ROMER, GUADALUPE; BRACCO, LEONEL A.; RICCI, ALEJANDRO D.; BALOUZ, VIRGINIA; BERNÁ, LUISA; VILLAR, JUAN C.; RAMSEY, JANINE M.; NOLAN, MELISSA S.; TORRICO, FAUSTINO; KESPER, NORIVAL; ALTCHEH, JAIME; ROBELLO, CARLOS; BUSCAGLIA, CARLOS A.; AGÜERO, FERNÁN

PLoS Neglected Tropical Diseases

Public Library of Science

Año: 2023 vol. 17

1935-2727

Background Trypanosoma cruzi, the agent of Chagas disease, displays a highly structured population, with multiple strains that can be grouped into 6–7 evolutionary lineages showing variable eco-epidemiological traits and likely also distinct disease-associated features. Previous works have shown that antibody responses to ‘isoforms’ of the polymorphic parasite antigen TSSA enable robust and sensitive identification of the infecting strain with near lineage-level resolution. To optimize the serotyping performance of this molecule, we herein used a combination of immunosignaturing approaches based on peptide microarrays and serum samples from Chagas disease patients to establish a deep linear B-cell epitope profiling of TSSA. Methods/Principle findings Our assays revealed variations in the seroprevalence of TSSA isoforms among Chagas disease populations from different settings, hence strongly supporting the differential distribution of parasite lineages in domestic cycles across the Americas. Alanine scanning mutagenesis and the use of peptides of different lengths allowed us to identify key residues involved in antibody pairing and the presence of three discrete B-cell linear epitopes in TSSAII, the isoform with highest seroprevalence in human infections.
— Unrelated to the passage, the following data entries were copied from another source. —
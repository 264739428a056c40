//! Integration tests for folder management.

mod helpers;

use axum::http::StatusCode;
use serde_json::json;

use helpers::TestApp;

#[tokio::test]
async fn test_create_and_get_folder() {
    let app = TestApp::new();

    let created = app.create_folder("Reports", None).await;
    let uid = created["uid"].as_str().unwrap();
    assert_eq!(created["path"], format!("/{uid}"));
    assert!(created["parentId"].is_null());

    let fetched = app
        .request("GET", &format!("/upload/folders/{}", created["id"]), None)
        .await;
    assert_eq!(fetched.status, StatusCode::OK);
    assert_eq!(fetched.body["name"], "Reports");
}

#[tokio::test]
async fn test_duplicate_sibling_name_conflicts() {
    let app = TestApp::new();
    let parent = app.create_folder("Media", None).await;
    let parent_id = parent["id"].as_i64().unwrap();

    app.create_folder("Uploads", None).await;
    // Same name under another parent is fine.
    app.create_folder("Uploads", Some(parent_id)).await;

    let response = app
        .request("POST", "/upload/folders", Some(json!({ "name": "Uploads" })))
        .await;
    assert_eq!(response.status, StatusCode::CONFLICT);
    assert_eq!(response.body["error"], "CONFLICT");
}

#[tokio::test]
async fn test_invalid_folder_requests() {
    let app = TestApp::new();

    let empty = app
        .request("POST", "/upload/folders", Some(json!({ "name": "" })))
        .await;
    assert_eq!(empty.status, StatusCode::BAD_REQUEST);

    let orphan = app
        .request(
            "POST",
            "/upload/folders",
            Some(json!({ "name": "Lost", "parent": 404 })),
        )
        .await;
    assert_eq!(orphan.status, StatusCode::NOT_FOUND);

    let bad_query = app.request("GET", "/upload/folders?parent=abc", None).await;
    assert_eq!(bad_query.status, StatusCode::BAD_REQUEST);
}

#[tokio::test]
async fn test_rename_and_move_rewrite_paths() {
    let app = TestApp::new();
    let a = app.create_folder("A", None).await;
    let b = app.create_folder("B", None).await;
    let child = app.create_folder("Child", a["id"].as_i64()).await;
    let grandchild = app.create_folder("Grandchild", child["id"].as_i64()).await;

    let moved = app
        .request(
            "PUT",
            &format!("/upload/folders/{}", child["id"]),
            Some(json!({ "name": "Moved", "parent": b["id"] })),
        )
        .await;
    assert_eq!(moved.status, StatusCode::OK, "{}", moved.body);
    assert_eq!(moved.body["name"], "Moved");
    assert_eq!(
        moved.body["path"],
        format!(
            "{}/{}",
            b["path"].as_str().unwrap(),
            child["uid"].as_str().unwrap()
        )
    );

    let nested = app
        .request("GET", &format!("/upload/folders/{}", grandchild["id"]), None)
        .await;
    assert_eq!(
        nested.body["path"],
        format!(
            "{}/{}",
            moved.body["path"].as_str().unwrap(),
            grandchild["uid"].as_str().unwrap()
        )
    );

    let to_root = app
        .request(
            "PUT",
            &format!("/upload/folders/{}", child["id"]),
            Some(json!({ "parent": null })),
        )
        .await;
    assert_eq!(to_root.status, StatusCode::OK);
    assert!(to_root.body["parentId"].is_null());
}

#[tokio::test]
async fn test_move_into_own_subtree_is_rejected() {
    let app = TestApp::new();
    let a = app.create_folder("A", None).await;
    let child = app.create_folder("Child", a["id"].as_i64()).await;

    let response = app
        .request(
            "PUT",
            &format!("/upload/folders/{}", a["id"]),
            Some(json!({ "parent": child["id"] })),
        )
        .await;
    assert_eq!(response.status, StatusCode::BAD_REQUEST);
}

#[tokio::test]
async fn test_list_by_scope() {
    let app = TestApp::new();
    let a = app.create_folder("A", None).await;
    app.create_folder("B", None).await;
    app.create_folder("Inner", a["id"].as_i64()).await;

    let all = app.request("GET", "/upload/folders", None).await;
    assert_eq!(all.body["results"].as_array().unwrap().len(), 3);

    let roots = app.request("GET", "/upload/folders?parent=root", None).await;
    assert_eq!(roots.body["results"].as_array().unwrap().len(), 2);

    let inner = app
        .request("GET", &format!("/upload/folders?parent={}", a["id"]), None)
        .await;
    let inner = inner.body["results"].as_array().unwrap().clone();
    assert_eq!(inner.len(), 1);
    assert_eq!(inner[0]["name"], "Inner");
}

#[tokio::test]
async fn test_bulk_delete_removes_subtree() {
    let app = TestApp::new();
    let a = app.create_folder("A", None).await;
    let inner = app.create_folder("Inner", a["id"].as_i64()).await;
    let b = app.create_folder("B", None).await;

    let response = app.delete_folders(&[a["id"].as_i64().unwrap()]).await;
    assert_eq!(response.status, StatusCode::OK);
    assert_eq!(response.body["deleted"], 2);

    let gone = app
        .request("GET", &format!("/upload/folders/{}", inner["id"]), None)
        .await;
    assert_eq!(gone.status, StatusCode::NOT_FOUND);

    let kept = app
        .request("GET", &format!("/upload/folders/{}", b["id"]), None)
        .await;
    assert_eq!(kept.status, StatusCode::OK);
}

#[tokio::test]
async fn test_health() {
    let app = TestApp::new();
    let response = app.request("GET", "/health", None).await;
    assert_eq!(response.status, StatusCode::OK);
    assert_eq!(response.body["status"], "ok");
}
Comprehensive screening of parasite genomic repositories led to the discovery of 9 novel T. cruzi TSSA variants and one TSSA sequence from the phylogenetically related bat parasite T. cruzi marinkellei. Further residue permutation analyses enabled the identification of diagnostically relevant or non-relevant substitutions among TSSA natural polymorphisms. Interestingly, T. cruzi marinkellei TSSA displayed specific serorecognition by one chronic Chagas disease patient from Colombia, which warrant further investigations on the diagnostic impact of such atypical TSSA. Conclusions/Significance Overall, our findings shed new light into TSSA evolution, epitope landscape and modes of recognition by Chagas disease patients; and have practical implications for the design and/ or evaluation of T. cruzi serotyping strategies.